Papa Frank is my girlfriend’s best friend’s father, so through that long and strange road we weave, I have gotten to know a man who believes strongly in the boys from Queens. As a fan since the very, I can go and have a ton of conversations regarding the Mets. Sometimes we talk about extremely under-appreciated guys like Hisanori Takahashi and Rick Aguilera; other times, I pick his mind about the days of Ed Kranepool, Tom Seaver, and the entire 1986 team. They are incredible conversations that enlighten me tenfold regarding the franchise. It legitimately reminds me of talks I had with my old man.
So when the incredible depth of young arms came up a few weeks ago, we discussed every option of who should stay and who should go. As I brought up how Dillon Gee was sought after by the Colorado Rockies, I mentioned to Papa Frank how I agreed with the possible move.
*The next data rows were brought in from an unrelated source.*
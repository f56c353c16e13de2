//! Configuration via `keyrecord.toml`
//!
//! A small file controls how keys are laid out and how long blocking
//! queue reads wait. Every field has a default, so an empty file is valid.

use crate::error::{Error, Result};
use crate::key::{validate_segment, Keyspace};
use serde::{Deserialize, Serialize};
use std::path::Path;
use std::time::Duration;

/// Config file name.
pub const CONFIG_FILE_NAME: &str = "keyrecord.toml";

/// Configuration loaded from `keyrecord.toml`.
///
/// # Example
///
/// ```toml
/// # Prefix applied to every key, e.g. "prod" -> "prod:check::ids"
/// namespace = "prod"
///
/// # How long a blocking queue read waits for an item
/// pop_timeout_ms = 1000
/// ```
#[derive(Debug, Clone, Serialize, Deserialize, PartialEq)]
pub struct KeyrecordConfig {
    /// Optional key namespace.
    #[serde(default, skip_serializing_if = "Option::is_none")]
    pub namespace: Option<String>,
    /// Default wait for blocking queue reads, in milliseconds.
    #[serde(default = "default_pop_timeout_ms")]
    pub pop_timeout_ms: u64,
}

fn default_pop_timeout_ms() -> u64 {
    1000
}

impl Default for KeyrecordConfig {
    fn default() -> Self {
        Self {
            namespace: None,
            pop_timeout_ms: default_pop_timeout_ms(),
        }
    }
}

impl KeyrecordConfig {
    /// Returns the default config file content with comments.
    pub fn default_toml() -> &'static str {
        r#"# keyrecord configuration
#
# Prefix applied to every key (optional). Must not contain ':'.
# namespace = "prod"

# How long a blocking queue read waits for an item, in milliseconds.
pop_timeout_ms = 1000
"#
    }

    /// Parse and validate config text.
    pub fn from_toml_str(content: &str) -> Result<Self> {
        let config: KeyrecordConfig = toml::from_str(content)
            .map_err(|e| Error::Config(format!("Failed to parse config: {}", e)))?;
        config.validate()?;
        Ok(config)
    }

    /// Read and parse config from a file path.
    pub fn from_file(path: &Path) -> Result<Self> {
        let content = std::fs::read_to_string(path).map_err(|e| {
            Error::Config(format!(
                "Failed to read config file '{}': {}",
                path.display(),
                e
            ))
        })?;
        Self::from_toml_str(&content)
    }

    /// Write the default config file if it does not already exist.
    pub fn write_default_if_missing(path: &Path) -> Result<()> {
        if !path.exists() {
            std::fs::write(path, Self::default_toml()).map_err(|e| {
                Error::Config(format!(
                    "Failed to write default config file '{}': {}",
                    path.display(),
                    e
                ))
            })?;
        }
        Ok(())
    }

    /// Serialize this config to TOML and write it to the given path.
    pub fn write_to_file(&self, path: &Path) -> Result<()> {
        let content = toml::to_string_pretty(self)
            .map_err(|e| Error::Config(format!("Failed to serialize config: {}", e)))?;
        std::fs::write(path, content).map_err(|e| {
            Error::Config(format!(
                "Failed to write config file '{}': {}",
                path.display(),
                e
            ))
        })
    }

    /// Reject namespaces that would break the key layout.
    pub fn validate(&self) -> Result<()> {
        if let Some(ns) = &self.namespace {
            if ns.trim().is_empty() {
                return Err(Error::Config("namespace cannot be blank".to_string()));
            }
            validate_segment(ns)
                .map_err(|e| Error::Config(format!("invalid namespace {:?}: {}", ns, e)))?;
        }
        Ok(())
    }

    /// Key builder for this configuration.
    pub fn keyspace(&self) -> Keyspace {
        match &self.namespace {
            Some(ns) => Keyspace::with_namespace(ns.clone()),
            None => Keyspace::new(),
        }
    }

    /// Default blocking read timeout.
    pub fn pop_timeout(&self) -> Duration {
        Duration::from_millis(self.pop_timeout_ms)
    }
}
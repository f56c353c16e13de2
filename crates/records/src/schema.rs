//! Attribute schema of an entity type
//!
//! Maps attribute names to declared kinds, in declaration order. Every
//! schema starts with an implicit `id` attribute of kind `string`.

use keyrecord_core::{validate_segment, AttributeType, Error, Result};
use rustc_hash::FxHashMap;

/// Name of the implicit identifier attribute
pub const ID_ATTRIBUTE: &str = "id";

/// Declared attributes of one entity type
#[derive(Debug, Clone, PartialEq)]
pub struct AttributeSchema {
    attributes: Vec<(String, AttributeType)>,
    positions: FxHashMap<String, usize>,
}

impl AttributeSchema {
    /// Schema holding only the implicit `id` attribute
    pub fn new() -> Self {
        let mut schema = Self {
            attributes: Vec::new(),
            positions: FxHashMap::default(),
        };
        schema.push(ID_ATTRIBUTE.to_string(), AttributeType::String);
        schema
    }

    fn push(&mut self, name: String, kind: AttributeType) {
        self.positions.insert(name.clone(), self.attributes.len());
        self.attributes.push((name, kind));
    }

    /// Declare an attribute
    ///
    /// Fails with `Error::Schema` if the name is not a valid key segment or
    /// is already declared.
    pub fn declare(&mut self, name: &str, kind: AttributeType) -> Result<()> {
        validate_segment(name)
            .map_err(|e| Error::Schema(format!("Invalid attribute name {:?}: {}", name, e)))?;
        if self.positions.contains_key(name) {
            return Err(Error::Schema(format!(
                "Attribute '{}' is already declared",
                name
            )));
        }
        self.push(name.to_string(), kind);
        Ok(())
    }

    /// Declare an attribute by kind name (`"string"`, `"set"`, ...)
    pub fn declare_str(&mut self, name: &str, kind: &str) -> Result<()> {
        self.declare(name, kind.parse()?)
    }

    /// Declared kind of an attribute
    pub fn get(&self, name: &str) -> Option<AttributeType> {
        self.positions.get(name).map(|&i| self.attributes[i].1)
    }

    /// Check whether an attribute is declared
    pub fn contains(&self, name: &str) -> bool {
        self.positions.contains_key(name)
    }

    /// All attributes in declaration order
    pub fn iter(&self) -> impl Iterator<Item = (&str, AttributeType)> {
        self.attributes.iter().map(|(n, k)| (n.as_str(), *k))
    }

    /// Attributes persisted in the record's field-map
    pub fn simple(&self) -> impl Iterator<Item = (&str, AttributeType)> {
        self.iter().filter(|(_, k)| !k.is_complex())
    }

    /// Attributes persisted under their own key
    pub fn complex(&self) -> impl Iterator<Item = (&str, AttributeType)> {
        self.iter().filter(|(_, k)| k.is_complex())
    }

    /// Number of declared attributes, `id` included
    pub fn len(&self) -> usize {
        self.attributes.len()
    }

    /// Always false; `id` is always declared
    pub fn is_empty(&self) -> bool {
        self.attributes.is_empty()
    }
}

impl Default for AttributeSchema {
    fn default() -> Self {
        Self::new()
    }
}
I felt that Gee never had a true breakout season since coming up in 2010, plus some guys would perform better outside of the New York market and I always had that feeling that Gee would be that type of guy. Plus, a part of me still holds a small grudge from Gee not winning on Opening Day in 2014 and giving up two home runs to Bryce Harper and Adam LaRoche on August 14, 2014. Yes, Mr. Gee made me bitter.
“Dillon Gee Would Be a Perfect Long Man.”
For a few weeks, I’ve actually pondered that in my mind. Papa Frank had piqued my interest regarding this interesting theory. I tried to think of a moment where I could try and connect the dots and attempt to prove him wrong. Suddenly, something clicked in my head.
Starting with Opening Day, Gee would noticeably get tired with his starts the longer he went. Through his first few innings, Gee would be on the top of his game. As soon as the 5th and 6th innings start to come around, you would see Gee slowly start to tire and give up some walks and runs. Combining his bad injuries over his career (torn labrum in the minors during 2009, the blood clot in his artery in his right shoulder during 2012, the strained right lat during 2014), things started to piece together. It might make more sense than it originally led onto me.
Plus, add the fact that last year’s “long man”, Daisuke Matsuzaka, went back to Japan after his solid 2014, that role is open. Combined with the IMMENSE young pitching pool the Mets have on their roster, Gee would honestly THRIVE in that role. Plus, preparing to make $5.3 million next season, the Mets need a reason to maximize Gee’s utility. Papa Frank was right.
The Mets have a plethora of opportunities to make involving their starting pitching. Matt Harvey, Bartolo Colon, Zack Wheeler, Jon Niese, Mr. 2014 NL Rookie of the Year Jacob deGrom, and Gee are all on the active big-league roster. Plus, you have Rafael Montero, Steven Matz, AND the “Hook from Hell” of Noah Syndergaard all chomping at the bit to pitch MLB Ball. What should be done?
Papa Frank, thanks for a fantastic idea that led to a blog post. Thanks for all the talks thus far, and in the future. You are 100% right with your opinion: Dillon Gee would be a perfect long man. Now, to find the next great debate I could possibly win…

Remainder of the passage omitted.